It's not exactly the same, but ehunt gave "grades" to each card (up to Guilds) to help less experienced players identify the key cards in a given kingdom.  The comments in that article are occasionally valuable, too (aside from the Sea Hag tangent).  There are some attempts to grade Adventures cards and events, but they deviate pretty strongly from the current consensus.

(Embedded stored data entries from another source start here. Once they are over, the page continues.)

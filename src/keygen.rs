use std::io::Write;

use crate::bitvec::{Constraint, Term};
use crate::key::{KEY_WORDS, Key};
use crate::sat::{Backend, Error};
use crate::solver::{Model, SatStatus, Solver};
use crate::symbolic;
use crate::vm::VmError;

/// The three equations every key satisfies.
pub fn key_constraints(k: &[Term; KEY_WORDS]) -> Vec<Constraint> {
    vec![
        Constraint::eq(&k[0] ^ &k[3], 0x3713u32),
        Constraint::eq(&k[0] & 0x1414u32, 0u32),
        Constraint::eq(&k[1] | &k[2], 0x7f7fu32),
    ]
}

#[derive(Debug, thiserror::Error)]
pub enum KeygenError {
    #[error(transparent)]
    Solver(#[from] Error),
    #[error("symbolic execution failed: {0}")]
    Program(#[from] VmError),
}

/// Declares `k[0]..k[3]`, asserts the key constraints and reads keys back.
pub struct KeyGenerator {
    solver: Solver,
    last: Option<Model>,
}

impl KeyGenerator {
    /// Generator for the built-in key equations.
    pub fn new(backend: Backend) -> Result<Self, Error> {
        Self::with_constraints(backend, key_constraints)
    }

    /// Generator for the keys accepted by a check program.
    pub fn from_program(
        backend: Backend,
        program: &[u8],
        max_steps: usize,
    ) -> Result<Self, KeygenError> {
        let constraints = symbolic::constraints_for(program, max_steps)?;
        Ok(Self::with_constraints(backend, |_| constraints)?)
    }

    fn with_constraints(
        backend: Backend,
        build: impl FnOnce(&[Term; KEY_WORDS]) -> Vec<Constraint>,
    ) -> Result<Self, Error> {
        let mut solver = Solver::new(backend)?;
        let k: [Term; KEY_WORDS] = std::array::from_fn(|i| solver.declare(format!("k[{}]", i)));
        for c in build(&k) {
            solver.assert(c)?;
        }
        Ok(Self { solver, last: None })
    }

    pub fn check(&mut self) -> Result<SatStatus, Error> {
        self.last = None;
        let status = self.solver.check()?;
        if status.is_sat() {
            self.last = Some(self.solver.model()?);
        }
        Ok(status)
    }

    /// Key from the last satisfiable check.
    pub fn key(&self) -> Result<Key, Error> {
        let model = match &self.last {
            Some(m) => m,
            None => return Err(self.solver.model().err().unwrap_or(Error::NotChecked)),
        };
        let mut words = [0u32; KEY_WORDS];
        words.copy_from_slice(&model.values()[..KEY_WORDS]);
        Ok(Key::new(words))
    }

    /// Excludes the last key so the next check finds a different one.
    pub fn block_last(&mut self) -> Result<(), Error> {
        if let Some(model) = self.last.take() {
            self.solver.block_model(&model)?;
        }
        Ok(())
    }

    /// Up to `count` distinct keys; fewer if the key space runs out.
    pub fn keys(&mut self, count: usize) -> Result<Vec<Key>, Error> {
        let mut keys = vec![];
        self.extend_keys(&mut keys, count)?;
        Ok(keys)
    }

    /// Appends distinct keys until `keys` holds `count` of them or the key
    /// space runs out. A pending satisfiable check supplies the first key.
    /// Keys found before a solver error stay in `keys`.
    pub fn extend_keys(&mut self, keys: &mut Vec<Key>, count: usize) -> Result<(), Error> {
        while keys.len() < count {
            if self.last.is_none() && !self.check()?.is_sat() {
                break;
            }
            keys.push(self.key()?);
            if keys.len() < count {
                self.block_last()?;
            }
        }
        Ok(())
    }

    pub fn solver(&self) -> &Solver {
        &self.solver
    }
}

/// Outcome of a keygen run, as printed on stdout.
#[derive(Debug)]
pub struct Report {
    pub status: SatStatus,
    pub backend: Backend,
    pub keys: Vec<Key>,
}

#[derive(serde::Serialize)]
struct JsonReport {
    status: SatStatus,
    backend: Backend,
    keys: Vec<String>,
}

impl Report {
    /// Writes the status line followed by one line per key, or a JSON object.
    pub fn write(&self, out: &mut impl Write, json: bool) -> std::io::Result<()> {
        if json {
            let report = JsonReport {
                status: self.status,
                backend: self.backend,
                keys: self.keys.iter().map(|k| k.to_string()).collect(),
            };
            serde_json::to_writer_pretty(&mut *out, &report)?;
            writeln!(out)?;
        } else {
            writeln!(out, "{}", self.status)?;
            for key in &self.keys {
                writeln!(out, "{}", key.to_line())?;
            }
        }
        out.flush()
    }

    /// Fails with the solver status when no key was found.
    pub fn outcome(&self) -> Result<(), Error> {
        if self.keys.is_empty() {
            return Err(Error::NoModel(self.status));
        }
        Ok(())
    }
}

#[cfg(test)]
mod tests {
    use super::*;
    use crate::checker::{KeyChecker, check_program};
    use crate::vm::DEFAULT_MAX_STEPS;
    use itertools::Itertools;

    fn satisfies(k: &[u32; 4]) -> bool {
        k[0] ^ k[3] == 0x3713 && k[0] & 0x1414 == 0 && k[1] | k[2] == 0x7f7f
    }

    #[test]
    fn fixed_constraints_are_satisfiable_on_every_backend() {
        for backend in Backend::ALL {
            let mut generator = KeyGenerator::new(backend).unwrap();
            assert_eq!(generator.check().unwrap(), SatStatus::Satisfiable);
            let key = generator.key().unwrap();
            assert!(satisfies(key.words()), "{}: {}", backend, key);
        }
    }

    #[test]
    fn output_line_format() {
        let mut generator = KeyGenerator::new(Backend::Cadical).unwrap();
        generator.check().unwrap();
        let line = generator.key().unwrap().to_line();
        assert_eq!(line.len(), 36);
        let tokens = line.split(' ').collect_vec();
        assert_eq!(tokens.len(), 5);
        assert_eq!(tokens[4], "");
        for t in &tokens[..4] {
            assert_eq!(t.len(), 8);
            assert!(t.chars().all(|c| matches!(c, '0'..='9' | 'a'..='f')));
        }
    }

    #[test]
    fn key_before_check_is_an_error() {
        let generator = KeyGenerator::new(Backend::Cadical).unwrap();
        assert!(matches!(generator.key(), Err(Error::NotChecked)));
    }

    #[test]
    fn unsatisfiable_constraints_have_no_key() {
        let mut generator = KeyGenerator::with_constraints(Backend::Cadical, |k| {
            let mut cs = key_constraints(k);
            cs.push(Constraint::eq(&k[0] & 0x10u32, 0x10u32));
            cs.push(Constraint::eq(&k[3] & 0x10u32, 0x10u32));
            cs
        })
        .unwrap();
        assert_eq!(generator.check().unwrap(), SatStatus::Unsatisfiable);
        assert!(matches!(
            generator.key(),
            Err(Error::NoModel(SatStatus::Unsatisfiable))
        ));
    }

    #[test]
    fn enumerated_keys_are_distinct_and_valid() {
        let mut generator = KeyGenerator::new(Backend::Cadical).unwrap();
        let keys = generator.keys(20).unwrap();
        assert_eq!(keys.len(), 20);
        assert!(keys.iter().all_unique());
        let checker = KeyChecker::builtin();
        for key in &keys {
            assert!(satisfies(key.words()));
            assert!(checker.check(key).unwrap().correct);
        }
    }

    #[test]
    fn keys_from_the_check_program_pass_the_vm() {
        let mut generator =
            KeyGenerator::from_program(Backend::Cadical, check_program(), DEFAULT_MAX_STEPS)
                .unwrap();
        let checker = KeyChecker::builtin();
        for key in generator.keys(5).unwrap() {
            assert!(satisfies(key.words()));
            assert!(checker.check(&key).unwrap().correct);
        }
    }

    #[test]
    fn keys_for_an_arithmetic_check_program() {
        // r0 = ((k0 + 0x1234) ^ k1) - 0x10, must be zero
        let prog = [
            3, 0, 0x12, 0x34, // add r0, 0x1234
            7, 0, 1, // xor r0, r1
            4, 0, 0x00, 0x10, // sub r0, 0x10
            0,    // hlt
        ];
        let mut generator =
            KeyGenerator::from_program(Backend::Minisat, &prog, DEFAULT_MAX_STEPS).unwrap();
        assert!(generator.check().unwrap().is_sat());
        let key = generator.key().unwrap();
        let k = key.words();
        assert_eq!(k[0].wrapping_add(0x1234) ^ k[1], 0x10);
        assert!(KeyChecker::new(prog.to_vec()).check(&key).unwrap().correct);
    }

    #[test]
    fn tiny_key_space_runs_out() {
        // Pin everything but the two low bits of k[2].
        let mut generator = KeyGenerator::with_constraints(Backend::Cadical, |k| {
            vec![
                Constraint::eq(k[0].clone(), 1u32),
                Constraint::eq(k[1].clone(), 2u32),
                Constraint::eq(&k[2] | 3u32, 3u32),
                Constraint::eq(k[3].clone(), 4u32),
            ]
        })
        .unwrap();
        let keys = generator.keys(10).unwrap();
        assert_eq!(keys.len(), 4);
    }

    fn is_key_line(line: &str) -> bool {
        line.len() == 36
            && line.split(' ').take(4).all(|w| {
                w.len() == 8 && w.chars().all(|c| matches!(c, '0'..='9' | 'a'..='f'))
            })
            && line.ends_with(' ')
    }

    #[test]
    fn report_prints_status_then_key() {
        let mut generator = KeyGenerator::new(Backend::Cadical).unwrap();
        let status = generator.check().unwrap();
        let mut keys = vec![];
        generator.extend_keys(&mut keys, 1).unwrap();
        let report = Report {
            status,
            backend: Backend::Cadical,
            keys,
        };
        let mut out = vec![];
        report.write(&mut out, false).unwrap();
        let out = String::from_utf8(out).unwrap();
        let lines = out.lines().collect_vec();
        assert_eq!(lines.len(), 2);
        assert_eq!(lines[0], "satisfiable");
        assert!(is_key_line(lines[1]), "{:?}", lines[1]);
        assert!(report.outcome().is_ok());
    }

    #[test]
    fn report_without_key_prints_status_and_fails() {
        let report = Report {
            status: SatStatus::Unsatisfiable,
            backend: Backend::Minisat,
            keys: vec![],
        };
        let mut out = vec![];
        report.write(&mut out, false).unwrap();
        assert_eq!(String::from_utf8(out).unwrap(), "unsatisfiable\n");
        assert!(matches!(
            report.outcome(),
            Err(Error::NoModel(SatStatus::Unsatisfiable))
        ));
    }

    #[test]
    fn json_report_lists_keys() {
        let report = Report {
            status: SatStatus::Satisfiable,
            backend: Backend::Glucose,
            keys: vec![Key::new([0x3713, 0x7f7f, 0, 0])],
        };
        let mut out = vec![];
        report.write(&mut out, true).unwrap();
        let v: serde_json::Value = serde_json::from_slice(&out).unwrap();
        assert_eq!(v["status"], "satisfiable");
        assert_eq!(v["backend"], "glucose");
        assert_eq!(v["keys"][0], "00003713 00007f7f 00000000 00000000");
    }

    #[test]
    fn single_key_adds_no_blocking_clause() {
        let mut generator = KeyGenerator::new(Backend::Kissat).unwrap();
        assert!(generator.check().unwrap().is_sat());
        let clauses = generator.solver().num_clauses();
        let mut keys = vec![];
        generator.extend_keys(&mut keys, 1).unwrap();
        assert_eq!(keys.len(), 1);
        assert_eq!(generator.solver().num_clauses(), clauses);
    }

    #[test]
    fn keys_found_before_a_backend_error_are_kept() {
        // Kissat cannot solve again after the first call.
        let mut generator = KeyGenerator::new(Backend::Kissat).unwrap();
        assert!(generator.check().unwrap().is_sat());
        let mut keys = vec![];
        let res = generator.extend_keys(&mut keys, 3);
        assert!(res.is_err());
        assert_eq!(keys.len(), 1);
        assert!(satisfies(keys[0].words()));
    }

    #[test]
    fn zero_keys_requested() {
        let mut generator = KeyGenerator::new(Backend::Cadical).unwrap();
        assert!(generator.keys(0).unwrap().is_empty());
    }

    #[test]
    fn keys_for_a_long_straight_line_program() {
        // movi r4, 0xfffe; then 100k x `and r0, r4`; hlt
        let mut prog = vec![1, 4, 0xff, 0xfe];
        for _ in 0..100_000 {
            prog.extend_from_slice(&[5, 0, 4]);
        }
        prog.push(0);
        let mut generator =
            KeyGenerator::from_program(Backend::Cadical, &prog, DEFAULT_MAX_STEPS).unwrap();
        let keys = generator.keys(2).unwrap();
        assert_eq!(keys.len(), 2);
        let checker = KeyChecker::new(prog);
        for key in &keys {
            assert_eq!(key.words()[0] & 0xfffe, 0);
            assert!(checker.check(key).unwrap().correct);
        }
    }
}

I don't think a point-system for evaluating which boards support an engine is going to be helpful.  I think it will lead you astray.  The current best practice for evaluating boards is to look for payload first (everything that isn't +cards and +actions), and then look for the enablers that will let you play that payload (the +cards, +actions, and thinning).  The stronger the payload, the more you should be willing to suffer poor enablers.  This is a hard concept to learn except by playing, but dedicateddan's strategy articles on Dominion Fundamentals and Twenty Questions should get you into a helpful mindset.

Concerning kingdom cards being better or worse than basic treasures: it's complicated.  There are very few $2, $3, and $4 cards that are always going to be better than Silver.  Silver is often a good purchase in the first few turns, because it helps you reach $5; and there are a lot of great $5 cards.  There are some terminal $2, $3, and $4 cards that are usually worth opening over Silver, but you rarely want two of them (exceptions exist).  The only cards I can recommend over Silver without hesitation are non-terminal peddler variants: Tournament, Ironmonger, and Poacher.  The only exception there is if you're playing terminal draw BM (which you probably aren't if those cards are in the kingdom).  If you're playing an engine, you usually don't want (many) Silvers, so you should try to get by with the bare minimum (again, exceptions exist).

Gold is a pretty poor card.  You should have a good reason before you buy a Gold.  That reason might be: I'm playing a terminal draw BM or slog and I have enough terminals.  It might be: I'm playing an engine and am drawing my deck, and Gold is the best payload available.  Don't autobuy Gold on $6; that is a big beginner mistake.

Platinum is a pretty good card, but it isn't always the best payload.  Alt VP (especially Goons) can be stronger.  The cost reducers (especially Bridge) can make money payload irrelevant.  Strong gainers can circumvent the need for Platinum.